At about 12 or 13 my Dad started introducing me to stuff that was, to be honest, probably too mature for someone who was barely out of childhood. It was often by accident while he was trying to show me something he really liked, but couldn’t remember how explicit it was. I distinctly remember being shown Pulp Fiction (not related to my discovery of the other ‘Pulp’…) and him being horrified that they were doing heroin onscreen while his 12-year-old daughter watched on. I’d also discovered his bootleg copy of ‘This Is Hardcore’ in our big tall CD stacker (or whatever you call this now-obsolete bit of furniture) maybe a couple of years before that and I remember being really scared by the cover. Or maybe just scared that I’d get caught looking at something I really shouldn’t be looking at, which was a naked half-dead girl. Naked half-dead girls were something you’re only supposed to look at after you’re at least 21.
Anyway, the point is that I didn’t get a proper introduction to Pulp until after my dad started putting on old clips of Da Ali G Show and a peculiar-looking man in a striped shirt started singing a song that, for all I could understand, was actually an earnest charity song about helping old people. To me, ‘Help The Aged’ was the name of charity shops in aid of the elderly. I remember thinking, why does this slightly shy-seeming guy care so much about the elderly? Why is Ali G doing a charity plug on his show? I couldn’t really get it. So, at some point soon after that I must have been watching it again on Youtube (since ‘Ali G’ really became my thing) and had the music video for Common People recommended to me.
I couldn’t really understand at that point just how relevant that song was going to be to my life - being from a place in Liverpool they call “two dogs fighting” Huyton because it’s so rough, being the first one in my family to go to University, it’d be another 8 years before I’d meet my own ‘girls from Greece’ (who still try and do the council-estate-chic thing, obviously) after working four of those intermittent years in the shittiest hospitality jobs in my small town and having a bit of a nothing-life waiting for something to happen. So it’s no wonder that by the time I properly picked up ‘Different Class’ it was a real come-to-jesus moment.

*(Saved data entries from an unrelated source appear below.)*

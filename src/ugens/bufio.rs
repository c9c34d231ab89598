//! Buffer I/O UGens.
//!
//! `LocalBuf` gets a third input wired to a `MaxLocalBufs` during the
//! build's cleanup pass; declarations here carry only the two user-facing
//! inputs.

use crate::synthdef::{fixed, ugen};

ugen! {
    /// Read from a buffer at an arbitrary phase.
    multi(1) BufRd[ar, kr](pure: true) {
        buffer_id: required,
        phase: 0.0,
        looping: 1,
        interpolation: 2,
    }
}

ugen! {
    /// Write to a buffer at an arbitrary phase.
    BufWr[ar, kr](has_done_flag: true) {
        buffer_id: required,
        phase: 0.0,
        looping: 1.0,
        source: unexpanded,
    }
}

ugen! {
    /// Zero a buffer at initialization.
    ClearBuf[ir](width_first: true) {
        buffer_id: required,
    }
}

ugen! {
    /// Allocate a synth-local buffer.
    LocalBuf[ir] {
        channel_count: 1.0,
        frame_count: 1.0,
    }
}

ugen! {
    /// Declare the number of synth-local buffers. Inserted automatically
    /// by the build pass when any `LocalBuf` is present.
    MaxLocalBufs[ir] {
        maximum: 0,
    }
}

ugen! {
    /// Sample playback from a buffer.
    multi(1) PlayBuf[ar, kr] {
        buffer_id: required,
        rate: 1,
        trigger: 1,
        start_position: 0,
        looping: 0,
        done_action: 0,
    }
}

ugen! {
    /// Record into a buffer.
    RecordBuf[ar, kr](has_done_flag: true) {
        buffer_id: required,
        offset: 0.0,
        record_level: 1.0,
        preexisting_level: 0.0,
        run: 1.0,
        looping: 1.0,
        trigger: 1.0,
        done_action: 0,
        source: unexpanded,
    }
}

ugen! {
    /// Write a signal to a buffer for scope display.
    ScopeOut[ar, kr](outputs: fixed(0)) {
        buffer_id: required,
        source: unexpanded,
    }
}

#[cfg(test)]
mod tests {
    use crate::synthdef::SynthDefBuilder;
    use crate::ugens::{LocalBuf, Out, PlayBuf};

    #[test]
    fn local_buf_gains_a_max_local_bufs() {
        let builder = SynthDefBuilder::new();
        let buffer = LocalBuf::new().frame_count(2048.0).ir();
        Out::new(PlayBuf::new(buffer).ar()).ar();
        let synthdef = builder.build("localbuf").unwrap();
        let names: Vec<&str> = synthdef.ugens().iter().map(|u| u.name()).collect();
        let max_index = names.iter().position(|n| *n == "MaxLocalBufs").unwrap();
        let buf_index = names.iter().position(|n| *n == "LocalBuf").unwrap();
        assert!(max_index < buf_index);
        let local_buf = &synthdef.ugens()[buf_index];
        assert_eq!(local_buf.inputs().len(), 3);
    }

    #[test]
    fn two_local_bufs_share_one_counter() {
        let builder = SynthDefBuilder::new();
        let a = LocalBuf::new().frame_count(1024.0).ir();
        let b = LocalBuf::new().frame_count(512.0).ir();
        Out::new(PlayBuf::new(a).ar() + PlayBuf::new(b).ar()).ar();
        let synthdef = builder.build("two_bufs").unwrap();
        let counters: Vec<_> = synthdef
            .ugens()
            .iter()
            .filter(|u| u.name() == "MaxLocalBufs")
            .collect();
        assert_eq!(counters.len(), 1);
        // The counter carries the LocalBuf count.
        let maximum = match counters[0].inputs()[0] {
            crate::synthdef::CompiledInput::Constant(index) => {
                synthdef.constants()[index as usize]
            }
            _ => panic!("expected constant maximum"),
        };
        assert_eq!(maximum, 2.0);
    }
}
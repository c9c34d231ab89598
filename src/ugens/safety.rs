//! Safety and diagnostic UGens.

use crate::synthdef::ugen;

ugen! {
    /// Report NaN, infinity, and denormals in a signal.
    CheckBadValues[ar, kr] {
        source: required,
        ugen_id: 0,
        post_mode: 2,
    }
}

ugen! {
    /// Replace NaN, infinity, and denormals with another value.
    Sanitize[ar, kr] {
        source: required,
        replace: 0.0,
    }
}
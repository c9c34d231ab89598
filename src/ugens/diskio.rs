//! Disk streaming UGens.

use crate::synthdef::{fixed, ugen};

ugen! {
    /// Stream audio from an open file buffer.
    multi(1) DiskIn[ar](has_done_flag: true) {
        buffer_id: required,
        looping: 0,
    }
}

ugen! {
    /// Stream audio to an open file buffer.
    DiskOut[ar](outputs: fixed(0)) {
        buffer_id: required,
        source: unexpanded,
    }
}

ugen! {
    /// Stream audio from disk with rate control.
    multi(1) VDiskIn[ar](has_done_flag: true) {
        buffer_id: required,
        rate: 1,
        looping: 0.0,
        send_id: 0,
    }
}
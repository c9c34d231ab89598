//! Band-limited oscillator UGens.

use crate::synthdef::ugen;

ugen! {
    /// Band-limited impulse oscillator with harmonic count control.
    Blip[ar, kr] {
        frequency: 440.0,
        harmonic_count: 200.0,
    }
}

ugen! {
    /// Fast fixed-frequency sine oscillator.
    FSinOsc[ar, kr] {
        frequency: 440.0,
        initial_phase: 0.0,
    }
}

ugen! {
    /// Band-limited pulse oscillator.
    Pulse[ar, kr] {
        frequency: 440.0,
        width: 0.5,
    }
}

ugen! {
    /// Band-limited sawtooth oscillator.
    Saw[ar, kr](pure: true) {
        frequency: 440.0,
    }
}
//! Line, level, and range-mapping UGens.

use crate::signal::Signal;
use crate::synthdef::ugen;
use crate::ugens::basic::MulAdd;

ugen! {
    /// Convert an audio-rate signal to control rate.
    A2K[kr](pure: true) {
        source: required,
    }
}

ugen! {
    /// Psychoacoustic amplitude compensation.
    AmpComp[ar, kr, ir](pure: true) {
        frequency: 1000.0,
        root: 0.0,
        exp: 0.3333,
    }
}

ugen! {
    /// ANSI A-weighting amplitude compensation.
    AmpCompA[ar, kr, ir](pure: true) {
        frequency: 1000.0,
        root: 0.0,
        min_amp: 0.32,
        root_amp: 1.0,
    }
}

ugen! {
    /// Constant signal.
    DC[ar, kr](pure: true) {
        source: required,
    }
}

ugen! {
    /// Convert a control-rate signal to audio rate.
    K2A[ar](pure: true) {
        source: required,
    }
}

ugen! {
    /// Map a linear range to an exponential range.
    LinExp[ar, kr](pure: true) {
        source: required,
        input_minimum: 0,
        input_maximum: 1,
        output_minimum: 1,
        output_maximum: 2,
    }
}

ugen! {
    /// Linear ramp with a done flag.
    Line[ar, kr](has_done_flag: true) {
        start: 0.0,
        stop: 1.0,
        duration: 1.0,
        done_action: 0,
    }
}

ugen! {
    /// Exponential ramp with a done flag.
    XLine[ar, kr](has_done_flag: true) {
        start: 1.0,
        stop: 2.0,
        duration: 1.0,
        done_action: 0,
    }
}

/// Linear-to-linear range mapping pseudo-UGen.
///
/// Expands into a fused `MulAdd` of the precomputed scale and offset.
#[derive(Debug, Clone)]
pub struct LinLin {
    source: Signal,
    input_minimum: Signal,
    input_maximum: Signal,
    output_minimum: Signal,
    output_maximum: Signal,
}

impl LinLin {
    pub fn new(source: impl Into<Signal>) -> Self {
        LinLin {
            source: source.into(),
            input_minimum: Signal::Const(0.0),
            input_maximum: Signal::Const(1.0),
            output_minimum: Signal::Const(1.0),
            output_maximum: Signal::Const(2.0),
        }
    }

    pub fn input_minimum(mut self, value: impl Into<Signal>) -> Self {
        self.input_minimum = value.into();
        self
    }

    pub fn input_maximum(mut self, value: impl Into<Signal>) -> Self {
        self.input_maximum = value.into();
        self
    }

    pub fn output_minimum(mut self, value: impl Into<Signal>) -> Self {
        self.output_minimum = value.into();
        self
    }

    pub fn output_maximum(mut self, value: impl Into<Signal>) -> Self {
        self.output_maximum = value.into();
        self
    }

    pub fn ar(self) -> Signal {
        self.expand()
    }

    pub fn kr(self) -> Signal {
        self.expand()
    }

    fn expand(self) -> Signal {
        let scale = (self.output_maximum - self.output_minimum.clone())
            / (self.input_maximum - self.input_minimum.clone());
        let offset = self.output_minimum - scale.clone() * self.input_minimum;
        MulAdd::new(self.source, scale, offset)
    }
}

/// Audio-rate silence pseudo-UGen: a zero `DC` fanned out over channels.
pub struct Silence;

impl Silence {
    pub fn ar(channel_count: usize) -> Signal {
        let silence = DC::new(0.0).ar();
        if channel_count == 1 {
            return silence;
        }
        Signal::Vector(vec![silence; channel_count.max(1)])
    }
}

#[cfg(test)]
mod tests {
    use super::*;
    use crate::synthdef::SynthDefBuilder;
    use crate::ugens::{Out, SinOsc};

    #[test]
    fn linlin_expands_to_muladd() {
        let builder = SynthDefBuilder::new();
        let mapped = LinLin::new(SinOsc::new().kr())
            .input_minimum(-1.0)
            .input_maximum(1.0)
            .output_minimum(200.0)
            .output_maximum(800.0)
            .kr();
        Out::new(SinOsc::new().frequency(mapped).ar()).ar();
        let synthdef = builder.build("linlin").unwrap();
        let names: Vec<&str> = synthdef.ugens().iter().map(|u| u.name()).collect();
        assert!(names.contains(&"MulAdd"));
        assert!(!names.contains(&"LinLin"));
    }

    #[test]
    fn silence_reuses_one_dc_node() {
        let builder = SynthDefBuilder::new();
        let silence = Silence::ar(2);
        assert_eq!(silence.channel_count(), 2);
        Out::new(silence).ar();
        let synthdef = builder.build("silence").unwrap();
        let dc_count = synthdef
            .ugens()
            .iter()
            .filter(|u| u.name() == "DC")
            .count();
        assert_eq!(dc_count, 1);
    }
}
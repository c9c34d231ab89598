//! BiQuad equalizer filter UGens.

use crate::synthdef::ugen;

ugen! {
    /// All-pass biquad.
    BAllPass[ar](pure: true) {
        source: required,
        frequency: 1200.0,
        reciprocal_of_q: 1.0,
    }
}

ugen! {
    /// Band-pass biquad.
    BBandPass[ar](pure: true) {
        source: required,
        frequency: 1200.0,
        bandwidth: 1.0,
    }
}

ugen! {
    /// Band-stop biquad.
    BBandStop[ar](pure: true) {
        source: required,
        frequency: 1200.0,
        bandwidth: 1.0,
    }
}

ugen! {
    /// Cascaded high-cut biquad.
    BHiCut[ar](pure: true) {
        source: required,
        frequency: 1200.0,
        order: 2.0,
        max_order: 5.0,
    }
}

ugen! {
    /// High-pass biquad.
    BHiPass[ar](pure: true) {
        source: required,
        frequency: 1200.0,
        reciprocal_of_q: 1.0,
    }
}

ugen! {
    /// High-shelf biquad.
    BHiShelf[ar](pure: true) {
        source: required,
        frequency: 1200.0,
        reciprocal_of_s: 1.0,
        gain: 0.0,
    }
}

ugen! {
    /// Cascaded low-cut biquad.
    BLowCut[ar](pure: true) {
        source: required,
        frequency: 1200.0,
        order: 2.0,
        max_order: 5.0,
    }
}

ugen! {
    /// Low-pass biquad.
    BLowPass[ar](pure: true) {
        source: required,
        frequency: 1200.0,
        reciprocal_of_q: 1.0,
    }
}

ugen! {
    /// Low-shelf biquad.
    BLowShelf[ar](pure: true) {
        source: required,
        frequency: 1200.0,
        reciprocal_of_s: 1.0,
        gain: 0.0,
    }
}

ugen! {
    /// Parametric peaking biquad.
    BPeakEQ[ar](pure: true) {
        source: required,
        frequency: 1200.0,
        reciprocal_of_q: 1.0,
        gain: 0.0,
    }
}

Badly bullied in School cos you grew up in a rough area and looked a bit different - they had that bit covered, first track on the album. Ending up in a University full of Tarquins and Tillys where you feel like the scruff and the standout for being the class’s Token Regional Accent - that’s in there as well. They even had the bit about when you first discover drinking and for a while that’s all you and your mates want to do, just go to the same 3 clubs every weekend and bother the same baldy old DJ to play your requests and then dance as hard as you can until the sun’s coming up outside and you know you’ve got to walk 40 minutes home cos there’s no bus.
I once read a funny, if slightly cringeworthy, story about how some random scouser burst into the studio off the street while Pulp were recording going “that song’s about me, yeno - no, that song’s about me” (in reference to Common People). I don’t want to say I’m in kinship with the intrusive smackhead from the story but, well, I’ve deffo had more than a bit of that feeling.
My first Pulp concert was on 28th May 2023, at the Neighbourhood Weekender festival. My 19-year-old brother snuck in a plastic flask the size of an A4 piece of paper in one of the big pockets on his cargo pants and we stood there from 4pm going through it until they came on.
I was stood second row, behind a woman who told me she’d been to 39 Pulp shows in her life, and I thought ‘wow - that’s a bit mental’. Little did I know then that I’d end up following the tour on 5 more dates over the next two months (Manchester, Sheffield, Sheffield, Hammersmith, Hammersmith) and becoming a certified ‘tour follower’, sleeping on the Megabus to London and staying at hostels with my minimum wage. When I spoke to Candida at Hammersmith on the last day of the tour she said, “I see you here almost every night. Don’t you get shoved at the barrier?” So I suppose that makes me the mental one now.